O lançamento do hoje lendário telescópio Hubble, em abril de 1990, foi um marco para a ciência, mudando a forma de ver e compreender o espaço. Lá no alto, o equipamento conseguia visualizar as estrelas diretamente, sem o véu da atmosfera terrestre — um grande salto na astronomia. Uma vez aberta essa porta para o entendimento do universo, os cientistas se apressaram a ampliar seus horizontes pondo em marcha o projeto de construção do sucessor do Hubble. Com orçamento de 1 bilhão de dólares, engenheiros das agências espaciais americana, europeia e chinesa inicialmente planejaram um supertelescópio com espelho de 10 metros, três vezes mais poderoso, onde embutiriam sensores capazes de captar imagens em meio a raios luminosos infravermelhos e ultravioleta. Demorou quatorze anos e custou dez vezes mais, mas em dezembro de 2021 o telescópio espacial James Webb foi lançado com estardalhaço, um pouco menor (espelho de 6,5 metros) e com sensores mais limitados, mas ainda assim capaz de excepcionais descobertas.

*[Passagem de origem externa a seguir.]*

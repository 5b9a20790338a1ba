/// Restore Session Table
///
/// In-memory map from one-time restore code to the identity it was issued
/// for. A single mutex serializes every operation, so `put`, `get`,
/// `remove` and `sweep` are totally ordered. The lock is never held across
/// an await or while hashing.
///
/// Invariants:
/// - at most one record per identity
/// - a record is live iff `now - created_at < ttl`; `get` never returns a
///   record that is no longer live, whether or not a sweep has run

use std::collections::HashMap;
use std::sync::{Mutex, MutexGuard, PoisonError};

use chrono::{DateTime, Duration, Utc};

#[derive(Debug, Clone, PartialEq, Eq)]
pub struct RestoreRecord {
    pub code: String,
    pub identity: String,
    pub created_at: DateTime<Utc>,
}

impl RestoreRecord {
    pub fn is_live_at(&self, now: DateTime<Utc>, ttl: Duration) -> bool {
        now - self.created_at < ttl
    }
}

pub struct RestoreSessionTable {
    records: Mutex<HashMap<String, RestoreRecord>>,
    ttl: Duration,
}

impl RestoreSessionTable {
    pub fn new(ttl: Duration) -> Self {
        Self {
            records: Mutex::new(HashMap::new()),
            ttl,
        }
    }

    pub fn ttl(&self) -> Duration {
        self.ttl
    }

    fn records(&self) -> MutexGuard<'_, HashMap<String, RestoreRecord>> {
        self.records.lock().unwrap_or_else(PoisonError::into_inner)
    }

    /// Insert a record for `identity`, replacing any earlier record for the
    /// same identity in the same critical section.
    pub fn put(&self, code: String, identity: &str) -> RestoreRecord {
        self.put_at(code, identity, Utc::now())
    }

    pub fn put_at(&self, code: String, identity: &str, created_at: DateTime<Utc>) -> RestoreRecord {
        let record = RestoreRecord {
            code: code.clone(),
            identity: identity.to_string(),
            created_at,
        };

        let mut records = self.records();
        records.retain(|_, existing| existing.identity != identity);
        records.insert(code, record.clone());

        record
    }

    /// Live record for `code`, if any.
    pub fn get(&self, code: &str) -> Option<RestoreRecord> {
        self.get_at(code, Utc::now())
    }

    pub fn get_at(&self, code: &str, now: DateTime<Utc>) -> Option<RestoreRecord> {
        self.records()
            .get(code)
            .filter(|record| record.is_live_at(now, self.ttl))
            .cloned()
    }

    /// Delete `code`. Deleting an absent code is a no-op.
    pub fn remove(&self, code: &str) -> Option<RestoreRecord> {
        self.records().remove(code)
    }

    /// Remove and return the record for `code` if it is live and bound to
    /// `identity`. At most one caller can claim a given code; a code the
    /// sweeper already evicted cannot be claimed.
    pub fn claim(&self, code: &str, identity: &str) -> Option<RestoreRecord> {
        self.claim_at(code, identity, Utc::now())
    }

    pub fn claim_at(
        &self,
        code: &str,
        identity: &str,
        now: DateTime<Utc>,
    ) -> Option<RestoreRecord> {
        let mut records = self.records();
        match records.get(code) {
            Some(record) if record.identity == identity && record.is_live_at(now, self.ttl) => {
                records.remove(code)
            }
            _ => None,
        }
    }

    /// Put back a previously claimed record, keeping its `created_at`.
    /// Returns `false` and leaves the table unchanged if a newer record for
    /// the same identity exists.
    pub fn reinstate(&self, record: RestoreRecord) -> bool {
        let mut records = self.records();
        if records.values().any(|existing| existing.identity == record.identity) {
            return false;
        }
        records.insert(record.code.clone(), record);
        true
    }

    /// Drop every record whose age is at least the TTL. Returns how many
    /// records were evicted.
    pub fn sweep(&self, now: DateTime<Utc>) -> usize {
        let mut records = self.records();
        let before = records.len();
        records.retain(|_, record| record.is_live_at(now, self.ttl));
        before - records.len()
    }

    pub fn len(&self) -> usize {
        self.records().len()
    }

    pub fn is_empty(&self) -> bool {
        self.records().is_empty()
    }
}
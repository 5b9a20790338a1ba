use actix_web::{
    dev::{forward_ready, Service, ServiceRequest, ServiceResponse, Transform},
    Error,
};
use futures::future::LocalBoxFuture;
use std::rc::Rc;
use std::time::Instant;
use tracing::Instrument;
use uuid::Uuid;

/// Request logging middleware.
///
/// Runs each request inside a `request` span carrying a fresh request id,
/// method and path, then logs status and latency. Query strings and bodies
/// are never recorded since they can carry credentials and restore codes.
pub struct LoggerMiddleware;

impl<S, B> Transform<S, ServiceRequest> for LoggerMiddleware
where
    S: Service<ServiceRequest, Response = ServiceResponse<B>, Error = Error> + 'static,
    S::Future: 'static,
    B: 'static,
{
    type Response = ServiceResponse<B>;
    type Error = Error;
    type InitError = ();
    type Transform = LoggerMiddlewareService<S>;
    type Future = std::future::Ready<Result<Self::Transform, Self::InitError>>;

    fn new_transform(&self, service: S) -> Self::Future {
        std::future::ready(Ok(LoggerMiddlewareService {
            service: Rc::new(service),
        }))
    }
}

pub struct LoggerMiddlewareService<S> {
    service: Rc<S>,
}

impl<S, B> Service<ServiceRequest> for LoggerMiddlewareService<S>
where
    S: Service<ServiceRequest, Response = ServiceResponse<B>, Error = Error> + 'static,
    S::Future: 'static,
    B: 'static,
{
    type Response = ServiceResponse<B>;
    type Error = Error;
    type Future = LocalBoxFuture<'static, Result<Self::Response, Self::Error>>;

    forward_ready!(service);

    fn call(&self, req: ServiceRequest) -> Self::Future {
        let start_time = Instant::now();
        let span = tracing::info_span!(
            "request",
            request_id = %Uuid::new_v4(),
            method = %req.method(),
            path = %req.path(),
        );

        let service = Rc::clone(&self.service);

        Box::pin(
            async move {
                tracing::debug!("Request started");

                let res = service.call(req).await?;
                let status = res.status().as_u16();
                let elapsed_ms = start_time.elapsed().as_millis() as u64;

                if res.status().is_server_error() {
                    tracing::warn!(status, elapsed_ms, "Request failed");
                } else {
                    tracing::info!(status, elapsed_ms, "Request completed");
                }

                Ok::<_, Error>(res)
            }
            .instrument(span),
        )
    }
}
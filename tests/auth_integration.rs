mod common;

use common::spawn_app;
use serde_json::{json, Value};

// --- Signup Tests ---

#[tokio::test]
async fn signup_returns_201_and_token() {
    let app = spawn_app();

    let response = app
        .post("/auth/signup", &json!({ "email": "john@example.com", "password": "SecurePass123" }))
        .await;

    assert_eq!(201, response.status().as_u16());

    let body: Value = response.json().await.expect("Failed to parse response");
    assert!(body["token"].as_str().is_some());
    assert_eq!(body["code"], 201);
    assert_eq!(body["token_type"], "Bearer");
    assert_eq!(body["expires_in"], 3600);
}

#[tokio::test]
async fn signup_returns_409_for_registered_email() {
    let app = spawn_app();
    app.signup("john@example.com", "SecurePass123").await;

    let response = app
        .post("/auth/signup", &json!({ "email": "john@example.com", "password": "Other" }))
        .await;

    assert_eq!(409, response.status().as_u16());
    let body: Value = response.json().await.unwrap();
    assert_eq!(body["message"], "this email is registered");
}

#[tokio::test]
async fn signup_returns_400_for_invalid_data() {
    let app = spawn_app();
    let test_cases = vec![
        (json!({ "email": "not-an-email", "password": "pw" }), "invalid email"),
        (json!({ "email": "john@example.com", "password": "" }), "empty password"),
        (json!({ "password": "pw" }), "missing email"),
        (json!({ "email": "john@example.com", "password": "x".repeat(73) }), "password too long"),
    ];

    for (body, description) in test_cases {
        let response = app.post("/auth/signup", &body).await;

        assert_eq!(
            400,
            response.status().as_u16(),
            "The API did not fail with 400 Bad Request when the payload was {}.",
            description
        );
    }
}

#[tokio::test]
async fn malformed_json_returns_400() {
    let app = spawn_app();

    let response = app
        .client
        .post(&format!("{}/auth/signup", app.address))
        .header("Content-Type", "application/json")
        .body("{not json")
        .send()
        .await
        .expect("Failed to execute request.");

    assert_eq!(400, response.status().as_u16());
}

// --- Login Tests ---

#[tokio::test]
async fn login_returns_200_for_valid_credentials() {
    let app = spawn_app();
    app.signup("john@example.com", "SecurePass123").await;

    let response = app
        .post("/auth/login", &json!({ "email": "john@example.com", "password": "SecurePass123" }))
        .await;

    assert_eq!(200, response.status().as_u16());
    let body: Value = response.json().await.unwrap();
    assert!(body["token"].as_str().is_some());
    assert_eq!(body["code"], 200);
}

#[tokio::test]
async fn login_returns_401_for_wrong_password_or_unknown_email() {
    let app = spawn_app();
    app.signup("john@example.com", "SecurePass123").await;

    let wrong_password = app
        .post("/auth/login", &json!({ "email": "john@example.com", "password": "nope" }))
        .await;
    let unknown_email = app
        .post("/auth/login", &json!({ "email": "jane@example.com", "password": "SecurePass123" }))
        .await;

    assert_eq!(401, wrong_password.status().as_u16());
    assert_eq!(401, unknown_email.status().as_u16());

    let a: Value = wrong_password.json().await.unwrap();
    let b: Value = unknown_email.json().await.unwrap();
    assert_eq!(a["message"], b["message"]);
}

#[tokio::test]
async fn login_returns_400_for_missing_fields() {
    let app = spawn_app();

    let response = app.post("/auth/login", &json!({ "email": "john@example.com" })).await;

    assert_eq!(400, response.status().as_u16());
}

// --- Token probe and protected routes ---

#[tokio::test]
async fn token_valid_reports_validity() {
    let app = spawn_app();
    let token = app.signup("john@example.com", "SecurePass123").await;

    let valid: Value = app
        .post("/auth/valid", &json!({ "token": token }))
        .await
        .json()
        .await
        .unwrap();
    let invalid: Value = app
        .post("/auth/valid", &json!({ "token": "garbage" }))
        .await
        .json()
        .await
        .unwrap();

    assert_eq!(valid["valid"], true);
    assert_eq!(valid["code"], 200);
    assert_eq!(invalid["valid"], false);
}

#[tokio::test]
async fn token_valid_requires_token() {
    let app = spawn_app();

    let response = app.post("/auth/valid", &json!({})).await;

    assert_eq!(400, response.status().as_u16());
}

#[tokio::test]
async fn me_returns_identity_for_valid_token() {
    let app = spawn_app();
    let token = app.signup("john@example.com", "SecurePass123").await;

    let response = app
        .client
        .get(&format!("{}/api/me", app.address))
        .bearer_auth(&token)
        .send()
        .await
        .expect("Failed to execute request.");

    assert_eq!(200, response.status().as_u16());
    let body: Value = response.json().await.unwrap();
    assert_eq!(body["email"], "john@example.com");
    assert_eq!(body["code"], 200);
}

#[tokio::test]
async fn me_returns_401_without_valid_token() {
    let app = spawn_app();

    let missing = app
        .client
        .get(&format!("{}/api/me", app.address))
        .send()
        .await
        .expect("Failed to execute request.");
    let invalid = app
        .client
        .get(&format!("{}/api/me", app.address))
        .bearer_auth("invalid.token.here")
        .send()
        .await
        .expect("Failed to execute request.");

    assert_eq!(401, missing.status().as_u16());
    assert_eq!(401, invalid.status().as_u16());
}
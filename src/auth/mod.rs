/// Authentication module
///
/// Bearer token issuing/verification and password hashing.

mod claims;
mod jwt;
mod password;

pub use claims::Claims;
pub use jwt::TokenCodec;
pub use password::matches;
pub use password::matches_blocking;
pub use password::validate_secret;
pub use password::CredentialHasher;
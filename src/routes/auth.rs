/// Authentication Routes
///
/// Login, signup, password restore and the two read-only validity probes.
/// Handlers only translate between HTTP and the service layer; the restore
/// handler classifies the request before the orchestrator sees it.

use actix_web::{web, HttpRequest, HttpResponse};
use serde::{Deserialize, Serialize};

use crate::accounts::AccountService;
use crate::auth::Claims;
use crate::error::{AppError, ValidationError};
use crate::middleware::bearer_token;
use crate::restore::{RestoreOrchestrator, RestoreOutcome, RestoreRequest};

/// Login and signup request
#[derive(Deserialize)]
pub struct CredentialsRequest {
    #[serde(default)]
    pub email: String,
    #[serde(default)]
    pub password: String,
}

/// Restore request body. Which fields are required depends on the path the
/// request is classified into.
#[derive(Deserialize, Default)]
pub struct RestoreBody {
    #[serde(default)]
    pub email: String,
    #[serde(default)]
    pub code: String,
    #[serde(default)]
    pub old_password: String,
    #[serde(default)]
    pub new_password: String,
}

#[derive(Deserialize)]
pub struct TokenValidRequest {
    #[serde(default)]
    pub token: String,
}

#[derive(Deserialize)]
pub struct CodeValidRequest {
    #[serde(default)]
    pub email: String,
    #[serde(default)]
    pub code: String,
}

/// Every success body carries its HTTP status in `code`.
#[derive(Serialize)]
pub struct TokenResponse {
    pub code: u16,
    pub token: String,
    pub token_type: String,
    pub expires_in: i64,
}

#[derive(Serialize)]
pub struct RestoreResponse {
    pub code: u16,
    pub message: String,
}

#[derive(Serialize)]
pub struct ValidResponse {
    pub code: u16,
    pub valid: bool,
}

#[derive(Serialize)]
pub struct IdentityResponse {
    pub code: u16,
    pub email: String,
}

/// POST /auth/login
///
/// # Errors
/// - 400: email or password missing
/// - 401: unknown email or wrong password (indistinguishable)
pub async fn login(
    form: web::Json<CredentialsRequest>,
    accounts: web::Data<AccountService>,
) -> Result<HttpResponse, AppError> {
    let token = accounts.login(&form.email, &form.password).await?;

    Ok(HttpResponse::Ok().json(TokenResponse {
        code: 200,
        token,
        token_type: "Bearer".to_string(),
        expires_in: accounts.token_expiry_seconds(),
    }))
}

/// POST /auth/signup
///
/// # Errors
/// - 400: invalid email format or unusable password
/// - 409: email already registered
pub async fn signup(
    form: web::Json<CredentialsRequest>,
    accounts: web::Data<AccountService>,
) -> Result<HttpResponse, AppError> {
    let token = accounts.signup(&form.email, &form.password).await?;

    Ok(HttpResponse::Created().json(TokenResponse {
        code: 201,
        token,
        token_type: "Bearer".to_string(),
        expires_in: accounts.token_expiry_seconds(),
    }))
}

/// Map an inbound restore call onto one of the three restore requests.
///
/// A bearer header always selects the authenticated path, even when the
/// token turns out to be invalid, so a bad token is never silently retried
/// as a code request.
pub fn classify_restore(req: &HttpRequest, body: RestoreBody) -> RestoreRequest {
    if let Some(token) = bearer_token(req.headers()) {
        return RestoreRequest::Authenticated {
            token,
            old_secret: body.old_password,
            new_secret: body.new_password,
        };
    }

    if body.code.is_empty() {
        RestoreRequest::RequestCode {
            identity: body.email,
        }
    } else {
        RestoreRequest::RedeemCode {
            identity: body.email,
            code: body.code,
            old_secret: body.old_password,
            new_secret: body.new_password,
        }
    }
}

/// PUT /auth/restore
///
/// - 202: restore code issued (delivery happens in the background)
/// - 200: password changed
///
/// # Errors
/// - 400: missing fields, unknown email, invalid code
/// - 401: invalid bearer token or wrong old password
pub async fn restore(
    req: HttpRequest,
    body: web::Json<RestoreBody>,
    orchestrator: web::Data<RestoreOrchestrator>,
) -> Result<HttpResponse, AppError> {
    let request = classify_restore(&req, body.into_inner());

    let outcome = orchestrator.restore(request).await?;

    Ok(match outcome {
        RestoreOutcome::CodeIssued => HttpResponse::Accepted().json(RestoreResponse {
            code: 202,
            message: "restore code sent".to_string(),
        }),
        RestoreOutcome::PasswordChanged => HttpResponse::Ok().json(RestoreResponse {
            code: 200,
            message: "password changed".to_string(),
        }),
    })
}

/// POST /auth/valid
pub async fn token_valid(
    form: web::Json<TokenValidRequest>,
    orchestrator: web::Data<RestoreOrchestrator>,
) -> Result<HttpResponse, AppError> {
    if form.token.is_empty() {
        return Err(ValidationError::EmptyField("token".to_string()).into());
    }

    Ok(HttpResponse::Ok().json(ValidResponse {
        code: 200,
        valid: orchestrator.token_valid(&form.token),
    }))
}

/// POST /auth/restore/valid
pub async fn code_valid(
    form: web::Json<CodeValidRequest>,
    orchestrator: web::Data<RestoreOrchestrator>,
) -> Result<HttpResponse, AppError> {
    if form.code.is_empty() || form.email.trim().is_empty() {
        return Err(ValidationError::EmptyField("code or email".to_string()).into());
    }

    Ok(HttpResponse::Ok().json(ValidResponse {
        code: 200,
        valid: orchestrator.code_valid(&form.email, &form.code),
    }))
}

/// GET /api/me
///
/// Requires `Authorization: Bearer <token>`; claims are injected by
/// `BearerAuth`.
pub async fn whoami(claims: web::ReqData<Claims>) -> HttpResponse {
    HttpResponse::Ok().json(IdentityResponse {
        code: 200,
        email: claims.identity().to_string(),
    })
}

/// Turn JSON extraction failures into the service's 400 response.
pub fn json_error_handler(
    err: actix_web::error::JsonPayloadError,
    _req: &HttpRequest,
) -> actix_web::Error {
    tracing::warn!(error = %err, "Rejected request body");
    AppError::Validation(ValidationError::InvalidFormat("request body".to_string())).into()
}

#[cfg(test)]
mod tests {
    use super::*;
    use actix_web::test::TestRequest;

    fn body(email: &str, code: &str) -> RestoreBody {
        RestoreBody {
            email: email.to_string(),
            code: code.to_string(),
            old_password: "old".to_string(),
            new_password: "new".to_string(),
        }
    }

    #[test]
    fn test_bearer_header_selects_authenticated_path() {
        let req = TestRequest::default()
            .insert_header(("Authorization", "Bearer abc"))
            .to_http_request();

        match classify_restore(&req, body("a@b.com", "code")) {
            RestoreRequest::Authenticated { token, .. } => assert_eq!(token, "abc"),
            other => panic!("unexpected classification: {:?}", other),
        }
    }

    #[test]
    fn test_code_selects_redeem_path() {
        let req = TestRequest::default().to_http_request();

        match classify_restore(&req, body("a@b.com", "code")) {
            RestoreRequest::RedeemCode { identity, code, .. } => {
                assert_eq!(identity, "a@b.com");
                assert_eq!(code, "code");
            }
            other => panic!("unexpected classification: {:?}", other),
        }
    }

    #[test]
    fn test_no_code_selects_request_path() {
        let req = TestRequest::default()
            .insert_header(("Authorization", "Basic abc"))
            .to_http_request();

        assert!(matches!(
            classify_restore(&req, body("a@b.com", "")),
            RestoreRequest::RequestCode { .. }
        ));
    }
}
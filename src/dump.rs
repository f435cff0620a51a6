use std::io::Write;

use rblock::{Container, Field, FieldSequence, PayloadChild, Result as BlockResult};
use rcore::Interpreted;

use crate::cli::CliError;

// Values longer than this are only shown by size
const MAX_VALUE_BYTES: u64 = 32;

pub fn container<W: Write>(out: &mut W, container: &Container, depth: usize) -> Result<(), CliError> {
    writeln!(
        out,
        "{}{} @{} [{}] #{}",
        indent(depth),
        container.id(),
        container.offset(),
        size(container.total_size()),
        container.sequence_number()
    )?;

    for header in container.headers() {
        sequence(out, "header", header, depth + 1)?;
    }

    let payload = container.payload();
    writeln!(
        out,
        "{}{} @{} [{}]",
        indent(depth + 1),
        payload.id(),
        payload.offset(),
        payload.total_size()
    )?;
    for child in payload.children()? {
        match child {
            PayloadChild::Field(f) => field(out, &f, depth + 2)?,
            PayloadChild::Container(c) => self::container(out, &c, depth + 2)?,
        }
    }

    for footer in container.footers() {
        sequence(out, "footer", footer, depth + 1)?;
    }
    Ok(())
}

fn sequence<W: Write>(
    out: &mut W,
    kind: &str,
    sequence: &FieldSequence,
    depth: usize,
) -> Result<(), CliError> {
    writeln!(
        out,
        "{}{} {} @{} [{}]",
        indent(depth),
        kind,
        sequence.id(),
        sequence.offset(),
        size(sequence.total_size())
    )?;

    for f in sequence.fields() {
        field(out, f, depth + 1)?;
    }
    Ok(())
}

fn field<W: Write>(out: &mut W, field: &Field, depth: usize) -> Result<(), CliError> {
    let value = match field.size() {
        Some(size) if size > MAX_VALUE_BYTES => format!("<{} bytes>", size),
        _ => describe(field)?,
    };

    writeln!(
        out,
        "{}{} @{} [{}] {}",
        indent(depth),
        field.id().local_id(),
        field.offset().map(|o| o.to_string()).unwrap_or_default(),
        size(field.size()),
        value
    )?;
    Ok(())
}

// Conversion failures are shown in place of the value
fn describe(field: &Field) -> BlockResult<String> {
    let raw = hex::encode(field.binary_value()?);

    Ok(match field.interpreted_value() {
        Ok(Interpreted::Binary(_)) => raw,
        Ok(Interpreted::String(s)) => format!("{:?} ({})", s, raw),
        Ok(value) => format!("{} ({})", value, raw),
        Err(e) => format!("{} (!{})", raw, e),
    })
}

fn size(size: Option<u64>) -> String {
    size.map(|s| s.to_string()).unwrap_or_else(|| "?".to_string())
}

fn indent(depth: usize) -> String {
    "  ".repeat(depth)
}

Não decepcionou: imagens recentes captadas por ele estão revolucionando os conceitos sobre os primórdios do universo. “A expectativa era grande, mas mesmo assim nos surpreendemos com o que ele tem revelado”, diz Joris Witstok, cosmólogo da Universidade de Cambridge, na Inglaterra, que participa das pesquisas. “Olhar tão fundo no passado está mostrando que, no início, o universo era bem diferente do que imaginávamos.”
Por conseguir enxergar um comprimento de onda invisível para os olhos humanos, o James Webb é capaz de captar sinais que viajaram por bilhões de anos. Esse desempenho lhe permitiu quebrar duas vezes, no curto espaço de tempo em que se encontra ativo, o recorde de galáxia mais antiga já avistada, expondo imagens inéditas de aglomerados de estrelas formadas 300 milhões de anos após o Big Bang — praticamente os primeiros segundos de existência de um universo com cerca de 13,8 bilhões de anos. O resultado abalou as estruturas do mundo científico, que supunha que as primeiras galáxias fossem pequenas e opacas, devido à escassez de elementos químicos complexos. As imagens do James Webb revelaram, ao contrário, que esses aglomerados são inesperadamente grandes e brilhantes, o que sugere uma evolução bem diversa das conjecturas até então em vigor.
Revelações sobre os primórdios do universo são o feito de maior impacto até agora entre as muitas descobertas captadas pelo James Webb. Desde as primeiras imagens, enviadas em julho de 2022, o telescópio confirmou o que se previa: que sua trajetória seria um divisor de águas na astrofísica. “Mesmo com parte do espelho danificado por um meteorito, a qualidade da imagem capturada se mostrou muito superior ao esperado”, afirma o astrofísico brasileiro Christopher Willmer, professor da Universidade do Arizona, nos Estados Unidos. Em pleno funcionamento, o telescópio mais poderoso já construído pelo homem, capaz de reproduzir um infinito antes invisível, descortinar planetas em estrelas distantes e revelar segredos dos primórdios do universo, tem suas descobertas esmiuçadas em uma série de estudos publicados nos últimos meses.
Além de apontar para novas estrelas e exoplanetas (como são chamados os corpos fora do sistema solar), o supertelescópio já foi capaz de captar auroras em Júpiter, anéis desconhecidos em Netuno e imensos buracos negros, mais ativos do que se supunha. Outra boa surpresa, para os cientistas, é a revisão do prazo de operação do James Webb. “Esperávamos que fosse funcionar por cinco anos, mas o lançamento foi tão perfeito que a expectativa aumentou para duas décadas”, comemora Stefanie Milam, cientista responsável pelo telescópio no Centro Goddard de Voo Espacial, da Nasa. As imagens do Hubble, primeiro, e agora do James Webb lançam novas luzes sobre o mistério das origens do universo, um conhecimento essencial para determinar para onde ele caminha, e abrem espaço para novos saltos da engenhosidade humana.